As far as the phase, yes that’s a topic for another discussion....being a mechanical engineer, I follow the millwrights guide....😉..

Pat

Last edited by harmonyards

I dabbled with trying to realign my motor on the 2-10-4, but looks like I may break something before finding any success with that. I noticed after a bunch of laps around the track, the ticking noise of the dogbone started slightly coming back.  Put Vaseline down into the actual sockets of the u joints instead slathering it on top of the whole assembly.  We'll see how long it stays quiet.  

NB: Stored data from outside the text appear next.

//! The query command: raw Cypher against the inventory graph.

use anyhow::Result;
use colored::Colorize;
use neo4rs::Query;

use strata_core::Config;
use strata_graph::GraphClient;

pub async fn execute(config: &Config, cypher: &str) -> Result<()> {
    let client = GraphClient::connect(&config.graph).await?;
    let rows = client.query(Query::new(cypher.to_string())).await?;

    if rows.is_empty() {
        println!("{}", "No results.".dimmed());
        return Ok(());
    }

    for (i, row) in rows.iter().enumerate() {
        // Rows are heterogeneous, so print the debug representation wrapped
        // in JSON for greppability.
        let value = serde_json::json!({ "row": format!("{row:?}") });
        println!("{}: {}", (i + 1).to_string().dimmed(), value);
    }
    Ok(())
}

I messaged the repair man that fixed the rods on this engine about this issue. He said that he believes this is a common problem because Lionel doesn't have adequate protection in their packaging when shipping and the motor gets knocked out alignment... don't know how much of that is just speculation or truth. My guess is that it is just a shoddy build and improper quality control when these things are first being put together.  Maybe one day I'll fix the alignment issue. 

Last edited by WyattK
@Paul Kallus posted:

Guys: a dumb question or maybe I am a dumb guy, but I can't get the shell off and I am afraid to pry apart after removing a bunch of phillip head screws! Is there a secret to this S-3 shell removal? It is a very well done model IMO - fully rounded underside boiler.

Thanks.

@Paul Kallus, I'm not sure about the S3, but my 2-10-4 is also a model with cylinder smoke like the S3.  There are 2 screws, one in the bottom of each cylinder that need to come out if you haven't removed them (they are down in deep holes on mine).  Took me a while to figure out those were the last 2 screws I needed to take out in order to remove the shell. 

On mine, there are also 4 screws under the cab that need to come out as well.. so a total of 6 screws.  Again, I'm not sure if the S3 has a similar setup.